Novel Adjunct Technique to Facilitate Proximal Aortic Arch Extension During TEVAR for Chronic Type B Aortic Dissection
Clayton Brinster, MD, Taylor Smith, MD, Hernan Bazan, MD, W C. Sternbergh, MD.
Ochsner Clinic Foundation, New Orleans, LA, USA.
OBJECTIVES: Proximal landing zone extension into the aortic arch is frequently required during TEVAR to effectively treat chronic type B aortic dissection (CTBAD). However, complex arch anatomy can make proximal seal challenging. We report a unique approach to assist in proximal extension during TEVAR in the treatment of CTBAD. METHODS: A database at a single institution was examined to identify cases in which a staged left carotid-subclavian bypass was accessed to facilitate proximal landing zone extension into the aortic arch during TEVAR for CTBAD. RESULTS: Between 2011 and 2016, 88 patients underwent TEVAR. In four patients, a left carotid-subclavian bypass was accessed from a brachial approach to facilitate proximal landing zone extension to treat CTBAD. All four patients were men and the average age was 54 (43 to 67).
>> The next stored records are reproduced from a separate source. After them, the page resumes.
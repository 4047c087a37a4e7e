//! C7 — async deletion worker.
//!
//! Runs as a `tokio::task` alongside the HTTP listener, generalized from the
//! teacher's one-shot `shutdown_signal` future in `main.rs` into a
//! cooperative `CancellationToken` both the worker and the listener observe,
//! so a single Ctrl-C/SIGTERM drains both cleanly.

use crate::integrity;
use crate::models::{DeletionStatus, FlowDeleteRequest};
use crate::repositories::{FlowDeleteRequestRepo, ObjectRepo, SegmentRepo};
use std::sync::Arc;
use std::time::Duration;
use tokio_util::sync::CancellationToken;

const DEFAULT_POLL_INTERVAL: Duration = Duration::from_secs(2);

pub struct DeletionWorker {
    delete_requests: Arc<FlowDeleteRequestRepo>,
    segments: Arc<SegmentRepo>,
    objects: Arc<ObjectRepo>,
    poll_interval: Duration,
}

impl DeletionWorker {
    pub fn new(delete_requests: Arc<FlowDeleteRequestRepo>, segments: Arc<SegmentRepo>, objects: Arc<ObjectRepo>) -> Self {
        Self {
            delete_requests,
            segments,
            objects,
            poll_interval: DEFAULT_POLL_INTERVAL,
        }
    }

    /// §6.4's `worker_poll_interval_seconds`, overriding the built-in default.
    pub fn with_poll_interval(mut self, seconds: u64) -> Self {
        self.poll_interval = Duration::from_secs(seconds.max(1));
        self
    }

    /// Drains pending `FlowDeleteRequest`s until `shutdown` fires. On
    /// shutdown, any request this worker has claimed but not finished is
    /// reverted to `pending` so it survives a restart (§4.7).
    pub async fn run(&self, shutdown: CancellationToken) {
        loop {
            tokio::select! {
                _ = shutdown.cancelled() => {
                    tracing::info!("deletion worker shutting down");
                    return;
                }
                claim = self.delete_requests.claim_next_pending() => {
                    match claim {
                        Ok(Some(request)) => {
                            let id = request.id;
                            tokio::select! {
                                _ = shutdown.cancelled() => {
                                    if let Err(e) = self.delete_requests.revert_to_pending(id).await {
                                        tracing::error!(request_id = %id, error = %e, "failed to revert claimed delete request on shutdown");
                                    }
                                    return;
                                }
                                result = integrity::execute_delete_request(&self.segments, &self.objects, &request) => {
                                    match result {
                                        Ok(()) => {
                                            if let Err(e) = self.delete_requests.mark_completed(id).await {
                                                tracing::error!(request_id = %id, error = %e, "failed to mark delete request completed");
                                            } else {
                                                tracing::info!(request_id = %id, flow_id = %request.flow_id, "completed async segment deletion");
                                            }
                                        }
                                        Err(e) => {
                                            tracing::error!(request_id = %id, error = %e, "async segment deletion failed");
                                            if let Err(mark_err) = self.delete_requests.mark_failed(id, e.to_string()).await {
                                                tracing::error!(request_id = %id, error = %mark_err, "failed to mark delete request failed");
                                            }
                                        }
                                    }
                                }
                            }
                        }
                        Ok(None) => {
                            tokio::select! {
                                _ = shutdown.cancelled() => return,
                                _ = tokio::time::sleep(self.poll_interval) => {}
                            }
                        }
                        Err(e) => {
                            tracing::error!(error = %e, "failed to poll for pending delete requests");
                            tokio::select! {
                                _ = shutdown.cancelled() => return,
                                _ = tokio::time::sleep(self.poll_interval) => {}
                            }
                        }
                    }
                }
            }
        }
    }

    /// Finds a prior request on the same `(flow_id, timerange)`, across
    /// `pending`/`in_progress`/`completed` — re-posting an equivalent request
    /// after it reached `completed` is a no-op that returns the prior request
    /// and triggers no new work (P8, §4.7), not just a rejected duplicate
    /// while the original is still in flight. `failed` requests are not
    /// automatically retried (§4.7), but a fresh POST after a failure is
    /// treated as a new attempt rather than bounced as a duplicate.
    pub async fn find_existing(
        &self,
        flow_id: uuid::Uuid,
        timerange: Option<crate::time_range::TimeRange>,
    ) -> Result<Option<FlowDeleteRequest>, crate::error::TamsError> {
        for status in [DeletionStatus::Pending, DeletionStatus::InProgress, DeletionStatus::Completed] {
            let existing = self.delete_requests.list_by_status(status, u32::MAX).await?;
            if let Some(r) = existing.into_iter().find(|r| r.flow_id == flow_id && r.timerange == timerange) {
                return Ok(Some(r));
            }
        }
        Ok(None)
    }
}
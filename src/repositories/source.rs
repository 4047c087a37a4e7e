//! C3 — Source repository.

use crate::error::TamsError;
use crate::metadata_store::{MetadataStore, Predicate};
use crate::models::{ContentFormat, Source, SourceCollection};
use chrono::{DateTime, Utc};
use clickhouse::Row;
use serde::{Deserialize, Serialize};
use std::collections::HashMap;
use std::sync::Arc;
use uuid::Uuid;

pub const TABLE: &str = "sources";

pub const CREATE_TABLE_DDL: &str = r#"
CREATE TABLE IF NOT EXISTS sources (
    id UUID,
    format String,
    label Nullable(String),
    description Nullable(String),
    tags String,
    source_collection Nullable(String),
    created_at DateTime64(6),
    updated_at DateTime64(6)
) ENGINE = MergeTree ORDER BY id
"#;

#[derive(Debug, Clone, Row, Serialize, Deserialize)]
struct SourceRow {
    id: Uuid,
    format: String,
    label: Option<String>,
    description: Option<String>,
    tags: String,
    source_collection: Option<String>,
    created_at: i64,
    updated_at: i64,
}

fn to_row(source: &Source) -> Result<SourceRow, TamsError> {
    Ok(SourceRow {
        id: source.id,
        format: source.format.as_urn().to_string(),
        label: source.label.clone(),
        description: source.description.clone(),
        tags: serde_json::to_string(&source.tags)?,
        source_collection: source
            .source_collection
            .as_ref()
            .map(serde_json::to_string)
            .transpose()?,
        created_at: source.created_at.timestamp_micros(),
        updated_at: source.updated_at.timestamp_micros(),
    })
}

fn from_row(row: SourceRow) -> Result<Source, TamsError> {
    let format = ContentFormat::from_urn(&row.format)
        .ok_or_else(|| TamsError::Internal(format!("unknown source format in row: {}", row.format)))?;
    Ok(Source {
        id: row.id,
        format,
        label: row.label,
        description: row.description,
        tags: serde_json::from_str(&row.tags).unwrap_or_default(),
        source_collection: row
            .source_collection
            .as_deref()
            .and_then(|s| serde_json::from_str::<SourceCollection>(s).ok()),
        created_at: micros_to_datetime(row.created_at),
        updated_at: micros_to_datetime(row.updated_at),
    })
}

fn micros_to_datetime(micros: i64) -> DateTime<Utc> {
    DateTime::from_timestamp_micros(micros).unwrap_or_else(Utc::now)
}

#[derive(Debug, Clone, Default)]
pub struct SourceListFilters {
    pub label: Option<String>,
    pub format: Option<ContentFormat>,
}

pub struct SourceRepo {
    store: Arc<MetadataStore>,
}

impl SourceRepo {
    pub fn new(store: Arc<MetadataStore>) -> Self {
        Self { store }
    }

    pub async fn create(&self, source: &Source) -> Result<(), TamsError> {
        let row = to_row(source)?;
        let mut insert = self
            .store
            .client()
            .insert(TABLE)
            .map_err(|e| TamsError::StorageError(format!("insert '{TABLE}' failed: {e}")))?;
        insert
            .write(&row)
            .await
            .map_err(|e| TamsError::StorageError(format!("insert '{TABLE}' failed: {e}")))?;
        insert
            .end()
            .await
            .map_err(|e| TamsError::StorageError(format!("insert '{TABLE}' failed: {e}")))
    }

    pub async fn get(&self, id: Uuid) -> Result<Source, TamsError> {
        let predicate = Predicate::new().eq_uuid("id", id);
        let sql = format!("SELECT ?fields FROM {TABLE} WHERE {} LIMIT 1", predicate.to_where_clause());
        let row = self
            .store
            .client()
            .query(&sql)
            .fetch_optional::<SourceRow>()
            .await
            .map_err(|e| TamsError::StorageError(format!("get source '{id}' failed: {e}")))?
            .ok_or_else(|| TamsError::SourceNotFound { source_id: id.to_string() })?;
        from_row(row)
    }

    pub async fn try_get_opt(&self, id: Uuid) -> Result<Option<Source>, TamsError> {
        match self.get(id).await {
            Ok(source) => Ok(Some(source)),
            Err(TamsError::SourceNotFound { .. }) => Ok(None),
            Err(e) => Err(e),
        }
    }

    pub async fn list(&self, filters: SourceListFilters, limit: u32) -> Result<Vec<Source>, TamsError> {
        let mut predicate = Predicate::new();
        if let Some(label) = &filters.label {
            predicate = predicate.eq("label", label);
        }
        if let Some(format) = &filters.format {
            predicate = predicate.eq("format", format.as_urn());
        }
        let sql = format!(
            "SELECT ?fields FROM {TABLE} WHERE {} ORDER BY created_at LIMIT {limit}",
            predicate.to_where_clause()
        );
        let rows = self
            .store
            .client()
            .query(&sql)
            .fetch_all::<SourceRow>()
            .await
            .map_err(|e| TamsError::StorageError(format!("list sources failed: {e}")))?;
        rows.into_iter().map(from_row).collect()
    }

    /// Emulated as delete-then-insert; the metadata store has no native row
    /// UPDATE (§9 Open Question).
    pub async fn update(&self, source: &Source) -> Result<(), TamsError> {
        let predicate = Predicate::new().eq_uuid("id", source.id);
        self.store.delete(TABLE, &predicate).await?;
        self.create(source).await
    }

    pub async fn delete(&self, id: Uuid) -> Result<(), TamsError> {
        let predicate = Predicate::new().eq_uuid("id", id);
        self.store.delete(TABLE, &predicate).await
    }

    pub async fn set_tags(&self, id: Uuid, tags: HashMap<String, String>) -> Result<Source, TamsError> {
        let mut source = self.get(id).await?;
        source.tags = tags;
        source.updated_at = Utc::now();
        self.update(&source).await?;
        Ok(source)
    }

    pub async fn set_label(&self, id: Uuid, label: Option<String>) -> Result<Source, TamsError> {
        let mut source = self.get(id).await?;
        source.label = label;
        source.updated_at = Utc::now();
        self.update(&source).await?;
        Ok(source)
    }

    pub async fn set_description(&self, id: Uuid, description: Option<String>) -> Result<Source, TamsError> {
        let mut source = self.get(id).await?;
        source.description = description;
        source.updated_at = Utc::now();
        self.update(&source).await?;
        Ok(source)
    }
}
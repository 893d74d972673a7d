//! Report: run the QC tools over a staged batch and keep the aggregate report
//!
//! The per-file quality tool runs once over every matching input (it
//! parallelises internally), the aggregate tool then summarises its output.
//! Everything in the QC directory except the aggregate report is removed
//! afterwards. A run whose tools exit cleanly but leave no report behind is
//! not an error; it is simply not persisted.

use crate::blocking::run_blocking;
use crate::config::ReportConfig;
use crate::error::{PipelineError, PipelineResult, StepResult};
use crate::progress::{dir_progress, track_progress};
use crate::steps::{step_output, StepContext, StepDeps, StepHandler, StepKind};
use async_trait::async_trait;
use runstage_common::process::execute;
use runstage_common::types::DatasetState;
use serde_json::json;
use std::ffi::{OsStr, OsString};
use std::path::{Path, PathBuf};
use tracing::{info, instrument, warn};
use uuid::Uuid;

/// Result of one report run
#[derive(Debug, Clone, PartialEq, Eq)]
pub struct ReportOutcome {
    pub report_id: String,
    /// Present only when the aggregate report exists after the run
    pub report_path: Option<PathBuf>,
}

/// QC directory of a batch: `<qc root>/<batch name>/qc`
pub fn qc_dir(qc_root: &Path, batch_name: &str) -> PathBuf {
    qc_root.join(batch_name).join("qc")
}

/// Files under `dir` whose name ends with `suffix`, sorted
pub fn find_inputs(dir: &Path, suffix: &str) -> Vec<PathBuf> {
    let mut inputs: Vec<PathBuf> = walkdir::WalkDir::new(dir)
        .follow_links(true)
        .into_iter()
        .filter_map(Result::ok)
        .filter(|entry| entry.file_type().is_file())
        .filter(|entry| entry.file_name().to_string_lossy().ends_with(suffix))
        .map(walkdir::DirEntry::into_path)
        .collect();
    inputs.sort();
    inputs
}

/// Remove everything in `dir` except the file named `keep`
pub fn cleanup_qc_dir(dir: &Path, keep: &str) -> PipelineResult<()> {
    for entry in std::fs::read_dir(dir)? {
        let entry = entry?;
        if entry.file_name() == keep {
            continue;
        }
        if entry.file_type()?.is_dir() {
            std::fs::remove_dir_all(entry.path())?;
        } else {
            std::fs::remove_file(entry.path())?;
        }
    }
    Ok(())
}

/// Run both tools for one batch
///
/// `report_id` is reused when given, so regenerating a report keeps its
/// identifier.
#[instrument(skip(config))]
pub async fn create_report(
    config: &ReportConfig,
    batch_dir: &Path,
    qc_dir: &Path,
    report_id: Option<String>,
) -> PipelineResult<ReportOutcome> {
    let report_id = report_id.unwrap_or_else(|| Uuid::new_v4().to_string());
    tokio::fs::create_dir_all(qc_dir).await?;

    let (dir, suffix) = (batch_dir.to_path_buf(), config.input_suffix.clone());
    let inputs = run_blocking(move || Ok(find_inputs(&dir, &suffix))).await?;

    if inputs.is_empty() {
        warn!(batch_dir = %batch_dir.display(), suffix = %config.input_suffix, "No inputs for quality tool");
    } else {
        let mut args: Vec<OsString> =
            vec!["-t".into(), config.quality_threads.to_string().into()];
        args.extend(inputs.iter().map(|p| p.as_os_str().to_os_string()));
        args.push("-o".into());
        args.push(qc_dir.as_os_str().to_os_string());

        info!(files = inputs.len(), tool = %config.quality_tool, "Running quality tool");
        execute(&config.quality_tool, args, None).await?;
    }

    info!(tool = %config.aggregate_tool, "Running aggregate tool");
    execute(
        &config.aggregate_tool,
        [qc_dir.as_os_str(), OsStr::new("-o"), qc_dir.as_os_str()],
        None,
    )
    .await?;

    let (dir, keep) = (qc_dir.to_path_buf(), config.report_file_name.clone());
    run_blocking(move || cleanup_qc_dir(&dir, &keep)).await?;

    let report_file = qc_dir.join(&config.report_file_name);
    let report_path = tokio::fs::try_exists(&report_file)
        .await?
        .then_some(report_file);

    Ok(ReportOutcome {
        report_id,
        report_path,
    })
}

/// The `report` step
pub struct ReportStep {
    deps: StepDeps,
}

impl ReportStep {
    pub fn new(deps: StepDeps) -> Self {
        Self { deps }
    }

    async fn execute(&self, ctx: &StepContext) -> PipelineResult<serde_json::Value> {
        let config = &self.deps.config;
        let batch = self.deps.api.get_batch(&ctx.correlation_id).await?;
        let batch_dir = batch.stage_path.clone().ok_or_else(|| {
            PipelineError::Validation(format!("Batch {} has not been staged", batch.name))
        })?;

        let qc = qc_dir(&config.paths.qc, &batch.name);
        let (sink, watched) = (ctx.progress.clone(), qc.clone());
        let outcome = track_progress(
            config.progress_interval(),
            move || dir_progress(sink.clone(), watched.clone(), None, "report"),
            create_report(&config.report, &batch_dir, &qc, batch.report_id.clone()),
        )
        .await?;

        let Some(report_path) = outcome.report_path else {
            warn!(qc_dir = %qc.display(), "Tools finished without producing a report; nothing persisted");
            return Ok(step_output(
                &ctx.correlation_id,
                json!({ "report_id": null, "reported": false }),
            ));
        };

        self.deps
            .api
            .update_batch(&ctx.correlation_id, json!({ "report_id": outcome.report_id }))
            .await?;
        self.deps
            .api
            .upload_report(&ctx.correlation_id, &report_path)
            .await?;
        self.deps
            .api
            .add_state_to_dataset(&ctx.correlation_id, DatasetState::Reported)
            .await?;

        info!(report_id = %outcome.report_id, "Report persisted");
        Ok(step_output(
            &ctx.correlation_id,
            json!({ "report_id": outcome.report_id, "reported": true }),
        ))
    }
}

#[async_trait]
impl StepHandler for ReportStep {
    fn kind(&self) -> StepKind {
        StepKind::Report
    }

    #[instrument(skip_all, fields(id = %ctx.correlation_id, attempt = ctx.attempt))]
    async fn run(&self, ctx: StepContext) -> StepResult {
        Ok(self.execute(&ctx).await?)
    }
}

#[cfg(test)]
#[allow(clippy::unwrap_used, clippy::expect_used)]
mod tests {
    use super::*;

    #[test]
    fn test_qc_dir_layout() {
        assert_eq!(
            qc_dir(Path::new("/qc"), "run42"),
            PathBuf::from("/qc/run42/qc")
        );
    }

    #[test]
    fn test_cleanup_keeps_only_report() {
        let dir = tempfile::tempdir().unwrap();
        std::fs::write(dir.path().join("fastqc1.html"), b"a").unwrap();
        std::fs::write(dir.path().join("fastqc1.zip"), b"b").unwrap();
        std::fs::write(dir.path().join("multiqc_report.html"), b"c").unwrap();
        std::fs::create_dir_all(dir.path().join("multiqc_data/nested")).unwrap();

        cleanup_qc_dir(dir.path(), "multiqc_report.html").unwrap();

        let remaining: Vec<_> = std::fs::read_dir(dir.path())
            .unwrap()
            .map(|e| e.unwrap().file_name().into_string().unwrap())
            .collect();
        assert_eq!(remaining, vec!["multiqc_report.html".to_string()]);
    }

    #[test]
    fn test_find_inputs_filters_by_suffix() {
        let dir = tempfile::tempdir().unwrap();
        std::fs::create_dir(dir.path().join("lane2")).unwrap();
        std::fs::write(dir.path().join("lane2/b.fastq.gz"), b"").unwrap();
        std::fs::write(dir.path().join("a.fastq.gz"), b"").unwrap();
        std::fs::write(dir.path().join("a.fastq"), b"").unwrap();

        let inputs = find_inputs(dir.path(), ".fastq.gz");
        assert_eq!(
            inputs,
            vec![dir.path().join("a.fastq.gz"), dir.path().join("lane2/b.fastq.gz")]
        );
    }
}
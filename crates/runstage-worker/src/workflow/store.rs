//! Workflow persistence

use crate::error::{PipelineError, PipelineResult};
use crate::workflow::types::{Workflow, WorkflowStatus};
use async_trait::async_trait;
use std::collections::HashMap;
use tokio::sync::RwLock;
use uuid::Uuid;

#[async_trait]
pub trait WorkflowStore: Send + Sync {
    async fn insert(&self, workflow: &Workflow) -> PipelineResult<()>;

    async fn get(&self, id: Uuid) -> PipelineResult<Option<Workflow>>;

    /// Replace a stored workflow; fails with `WorkflowNotFound` if absent
    async fn update(&self, workflow: &Workflow) -> PipelineResult<()>;

    /// Returns whether anything was deleted
    async fn delete(&self, id: Uuid) -> PipelineResult<bool>;

    /// Oldest first
    async fn list(&self) -> PipelineResult<Vec<Workflow>>;

    async fn list_by_status(&self, status: WorkflowStatus) -> PipelineResult<Vec<Workflow>> {
        Ok(self
            .list()
            .await?
            .into_iter()
            .filter(|wf| wf.status == status)
            .collect())
    }
}

/// Process-local store; workflows do not survive a restart
#[derive(Default)]
pub struct MemoryWorkflowStore {
    workflows: RwLock<HashMap<Uuid, Workflow>>,
}

impl MemoryWorkflowStore {
    pub fn new() -> Self {
        Self::default()
    }
}

#[async_trait]
impl WorkflowStore for MemoryWorkflowStore {
    async fn insert(&self, workflow: &Workflow) -> PipelineResult<()> {
        let mut workflows = self.workflows.write().await;
        if workflows.contains_key(&workflow.id) {
            return Err(PipelineError::Workflow(format!(
                "Workflow {} already exists",
                workflow.id
            )));
        }
        workflows.insert(workflow.id, workflow.clone());
        Ok(())
    }

    async fn get(&self, id: Uuid) -> PipelineResult<Option<Workflow>> {
        Ok(self.workflows.read().await.get(&id).cloned())
    }

    async fn update(&self, workflow: &Workflow) -> PipelineResult<()> {
        match self.workflows.write().await.get_mut(&workflow.id) {
            Some(slot) => {
                *slot = workflow.clone();
                Ok(())
            },
            None => Err(PipelineError::WorkflowNotFound(workflow.id)),
        }
    }

    async fn delete(&self, id: Uuid) -> PipelineResult<bool> {
        Ok(self.workflows.write().await.remove(&id).is_some())
    }

    async fn list(&self) -> PipelineResult<Vec<Workflow>> {
        let mut all: Vec<Workflow> = self.workflows.read().await.values().cloned().collect();
        all.sort_by_key(|wf| wf.created_at);
        Ok(all)
    }
}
The average maximal thoracic aortic diameter was 64mm (51 to 85) and the average interval from dissection to TEVAR was 35 months (3 to 120). Extension to cover Zone I of the aortic arch was achieved in two patients in which the bypass was accessed to place a left common carotid artery "chimney" stent at the time of TEVAR (Figure). In similar fashion, the bypass was utilized to access the true lumen in two patients with complex proximal dissection flaps, allowing Zone II coverage after a wire from the bypass was snared from a femoral approach. Technical success was achieved in all patients. There were no postoperative neurologic events. After an average follow-up of 21 months (6 to 26), false lumen thrombosis and aortic diameter regression were observed in all patients. CONCLUSIONS: We report, for the first time, the use of a staged carotid-subclavian bypass to facilitate accurate extension into Zones I and II of the aortic arch during TEVAR for CTBAD. In well-defined cases, this technique may obviate the need for surgical exposure of the left common carotid artery for retrograde stent placement or for extended surgical debranching when Zone I coverage is required. In addition, this approach allows reliable delineation of complex distal arch anatomy and access to the true lumen when attempts from a femoral approach are unsuccessful.